Common Sequence Polymorphisms Shaping Genetic Diversity in Arabidopsis thaliana

Richard M. Clark, Gabriele Schweikert,* Christopher Toomajian,* Stephan Ossowski,* Georg Zeller,* Paul Shinn, Norman Warthmann, Tina T. Hu, Glenn Fu, David A. Hinds, Huaming Chen, Kelly A. Frazer, Daniel H. Huson, Bernhard Schölkopf, Magnus Nordborg, Gunnar Rätsch, Joseph R. Ecker, Detlef Weigel


The genomes of individuals from the same species vary in sequence as a result of different evolutionary processes. To examine the patterns of, and the forces shaping, sequence variation in Arabidopsis thaliana, we performed high-density array resequencing of 20 diverse strains (accessions). More than 1 million nonredundant single-nucleotide polymorphisms (SNPs) were identified at moderate false discovery rates (FDRs), and 4% of the genome was identified as being highly dissimilar or deleted relative to the reference genome sequence.
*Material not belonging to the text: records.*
//! Application-wide constants.
//!
//! This module defines the application name and the fixed reference values
//! shared between the BOM and drawing generators.

/// The display name of the application (human-readable, with proper capitalization).
pub const APP_NAME: &str = "CabinetDraft";

/// The binary name of the application (used in command examples, lowercase with hyphens).
pub const APP_BINARY_NAME: &str = "cabinetdraft";

/// Directory name under the platform config directory.
pub const APP_CONFIG_DIR: &str = "CabinetDraft";

/// Environment variable overriding the config directory.
pub const CONFIG_DIR_ENV: &str = "CABINETDRAFT_CONFIG_DIR";

/// Door height used to estimate edge banding length, independent of the
/// actual door height.
// TODO: derive from the tier body height once existing quotes no longer
// depend on the fixed estimate.
pub const EDGE_BAND_REFERENCE_HEIGHT_MM: f64 = 720.0;

/// Waste allowance multiplier applied to the sheet estimate.
pub const SHEET_WASTE_FACTOR: f64 = 1.15;

/// Vertical gap between the lower tier and the upper tier in the front view.
pub const UPPER_TIER_GAP_MM: f64 = 600.0;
Patterns of polymorphism are highly nonrandom among gene families, with genes mediating interaction with the biotic environment having exceptional polymorphism levels. At the chromosomal scale, regional variation in polymorphism was readily apparent. A scan for recent selective sweeps revealed several candidate regions, including a notable example in which almost all variation was removed in a 500-kilobase window. Analyzing the polymorphisms we describe in larger sets of accessions will enable a detailed understanding of forces shaping population-wide sequence variation in A. thaliana.